#### RECORDS TO USE ####
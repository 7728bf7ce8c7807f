use logos::Logos;
use std::fmt::{Display, Formatter, Result};

/// 词素定义
///
/// 一行代码按空白切分，并在 `= + - * / ; ,` 的两侧切开。
/// 唯一的例外是黑名单里的双字符组合（`**`、`*/`、`*+`、`+*`、`-/`）：
/// 它们作为一个整体保留下来，这样词法检查器才能认出它们。
/// logos 取最长匹配，所以 `***` 会被切成 `**` 和 `*`。
#[derive(Logos, Debug, PartialEq, Eq, Clone)]
// 跳过空白
#[logos(skip r"\s+")]
pub enum Token {
    // 赋值符号
    #[token("=")]
    Assign,

    // 分隔符，只起分割作用，不参与分类
    #[token(",")]
    Comma,

    #[token(";")]
    Semicolon,

    // 非法的运算符组合
    #[token("**", |lex| lex.slice().to_string())]
    #[token("*/", |lex| lex.slice().to_string())]
    #[token("*+", |lex| lex.slice().to_string())]
    #[token("+*", |lex| lex.slice().to_string())]
    #[token("-/", |lex| lex.slice().to_string())]
    MalformedOperator(String),

    // 单个算术运算符
    #[regex(r"[+\-*/]", |lex| lex.slice().to_string())]
    Operator(String),

    // 其余所有连续的非空白字符：关键字、标识符、数字以及各种杂项符号
    #[regex(r"[^\s=+\-*/;,]+", |lex| lex.slice().to_string())]
    Word(String),
}

impl Token {
    /// Token 在源代码中的原始文本。
    pub fn as_str(&self) -> &str {
        match self {
            Token::Assign => "=",
            Token::Comma => ",",
            Token::Semicolon => ";",
            Token::MalformedOperator(s) | Token::Operator(s) | Token::Word(s) => s,
        }
    }

    /// 逗号以外的 token 都是“有意义”的。
    pub fn is_significant(&self) -> bool {
        !matches!(self, Token::Comma)
    }
}

/// 一般语句在语义检查和阶段展示中使用的切分方式：
/// 只按空白和 `= + - * /` 切开，逗号和分号留在相邻的片段里（`A,` 是一个片段）。
#[derive(Logos, Debug, PartialEq, Eq, Clone, Copy)]
#[logos(skip r"\s+")]
pub enum Fragment {
    #[regex(r"[=+\-*/]")]
    Operator,

    #[regex(r"[^\s=+\-*/]+")]
    Word,
}

impl Display for Token {
    fn fmt(&self, f: &mut Formatter<'_>) -> Result {
        write!(f, "{}", self.as_str())
    }
}

/// 语言中的关键字。
#[derive(Debug, PartialEq, Eq, Clone, Copy)]
pub enum Keyword {
    Begin,
    Integer,
    Input,
    Let,
    Write,
    End,
}

impl Keyword {
    /// 尝试将一个字符串切片转换为一个关键字。关键字区分大小写。
    pub fn lookup(s: &str) -> Option<Keyword> {
        match s {
            "BEGIN" => Some(Keyword::Begin),
            "INTEGER" => Some(Keyword::Integer),
            "INPUT" => Some(Keyword::Input),
            "LET" => Some(Keyword::Let),
            "WRITE" => Some(Keyword::Write),
            "END" => Some(Keyword::End),
            _ => None,
        }
    }

    pub fn is_keyword(s: &str) -> bool {
        Self::lookup(s).is_some()
    }

    pub fn as_str(self) -> &'static str {
        match self {
            Keyword::Begin => "BEGIN",
            Keyword::Integer => "INTEGER",
            Keyword::Input => "INPUT",
            Keyword::Let => "LET",
            Keyword::Write => "WRITE",
            Keyword::End => "END",
        }
    }
}

impl Display for Keyword {
    fn fmt(&self, f: &mut Formatter<'_>) -> Result {
        write!(f, "{}", self.as_str())
    }
}
pub mod codes;


use ariadne::{Color, Config, IndexType, Label as AriadneLabel, Report, ReportKind, Source};
use std::io;
use crate::driver::CompileReport;
use crate::lexer::Span;
use crate::reporter::LineError;
use codes::ErrorCode;

#[derive(Debug, Clone)]
pub struct Label {
    pub span: Span,
    pub message: String,
}

impl Label {
    pub fn new(span: Span, message: impl Into<String>) -> Self {
        Self {
            span,
            message: message.into(),
        }
    }
}

// --- Diagnostic：一条可渲染的诊断信息 ---

#[derive(Debug, Clone)]
pub struct Diagnostic {
    code: &'static ErrorCode,
    // 带有动态信息（例如具体的 token）的消息
    message: String,
    labels: Vec<Label>,
    notes: Vec<String>,
}

impl Diagnostic {
    pub fn new(error_code: &'static ErrorCode, primary_label: Label) -> Self {
        Self {
            code: error_code,
            message: error_code.message.to_string(),
            labels: vec![primary_label],
            notes: Vec::new(),
        }
    }

    /// 把某一行的错误转换成诊断。`line_offset` 是该行在整个源代码中的字节偏移，
    /// 因为 LineError 里的 span 只相对于行首。
    pub fn from_line_error(line_number: usize, line_offset: usize, error: &LineError) -> Self {
        let span = error.span();
        let span = (line_offset + span.start)..(line_offset + span.end);

        Self::new(error.code(), Label::new(span, error.reason()))
            .with_dynamic_message(format!("line {}: {}", line_number, error))
            .with_note(error.code().explanation)
    }

    pub fn with_dynamic_message(mut self, message: impl Into<String>) -> Self {
        self.message = message.into();
        self
    }

    pub fn with_note(mut self, note: impl Into<String>) -> Self {
        self.notes.push(note.into());
        self
    }

    pub fn code(&self) -> &str {
        self.code.code
    }

    pub fn message(&self) -> &str {
        &self.message
    }
}

// --- DiagnosticBag ---

#[derive(Debug, Default)]
pub struct DiagnosticBag {
    source: String,
    diagnostics: Vec<Diagnostic>,
}

impl DiagnosticBag {
    pub fn new(source: &str) -> Self {
        Self {
            source: source.to_string(),
            diagnostics: Vec::new(),
        }
    }

    /// 收集一次编译中所有失败行的诊断。
    pub fn from_report(source: &str, report: &CompileReport) -> Self {
        let mut bag = Self::new(source);
        for entry in report.entries() {
            if let Some(error) = entry.report.error() {
                bag.report(Diagnostic::from_line_error(entry.number, entry.offset, error));
            }
        }
        bag
    }

    pub fn report(&mut self, diagnostic: Diagnostic) {
        self.diagnostics.push(diagnostic);
    }

    pub fn has_errors(&self) -> bool {
        !self.diagnostics.is_empty()
    }

    pub fn len(&self) -> usize {
        self.diagnostics.len()
    }

    pub fn is_empty(&self) -> bool {
        self.diagnostics.is_empty()
    }

    pub fn iter(&self) -> std::slice::Iter<'_, Diagnostic> {
        self.diagnostics.iter()
    }

    /// 把所有诊断渲染到 `out`。
    pub fn write_to<W: io::Write>(&self, file_name: &str, color: bool, mut out: W) -> io::Result<()> {
        for diag in &self.diagnostics {
            write_one(file_name, &self.source, diag, color, &mut out)?;
        }
        Ok(())
    }

    /// 渲染为不带颜色的字符串，主要用于测试和写入文件。
    pub fn render(&self, file_name: &str) -> io::Result<String> {
        let mut buf = Vec::new();
        self.write_to(file_name, false, &mut buf)?;
        Ok(String::from_utf8_lossy(&buf).into_owned())
    }
}

// --- Printer 打印逻辑 ---

fn write_one<W: io::Write>(
    file_name: &str,
    source_code: &str,
    diag: &Diagnostic,
    color: bool,
    out: &mut W,
) -> io::Result<()> {
    let Some(primary_label_info) = diag.labels.first() else {
        return Ok(());
    };

    // Span 是字节偏移，而 ariadne 默认按字符计算
    let config = Config::default()
        .with_color(color)
        .with_index_type(IndexType::Byte);

    let mut report = Report::build(ReportKind::Error, (file_name, primary_label_info.span.clone()))
        .with_config(config)
        .with_message(&diag.message)
        .with_code(diag.code.code);

    for label_info in &diag.labels {
        report.add_label(
            AriadneLabel::new((file_name, label_info.span.clone()))
                .with_message(&label_info.message)
                .with_color(Color::Red),
        );
    }

    for note in &diag.notes {
        report = report.with_note(note);
    }

    report
        .finish()
        .write((file_name, Source::from(source_code)), out)
}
####
● **ACTION ITEM**
With "IndexType" as the string to look for, count the matching lines in the entries above and report only the number.

● **RESULT BELOW**
2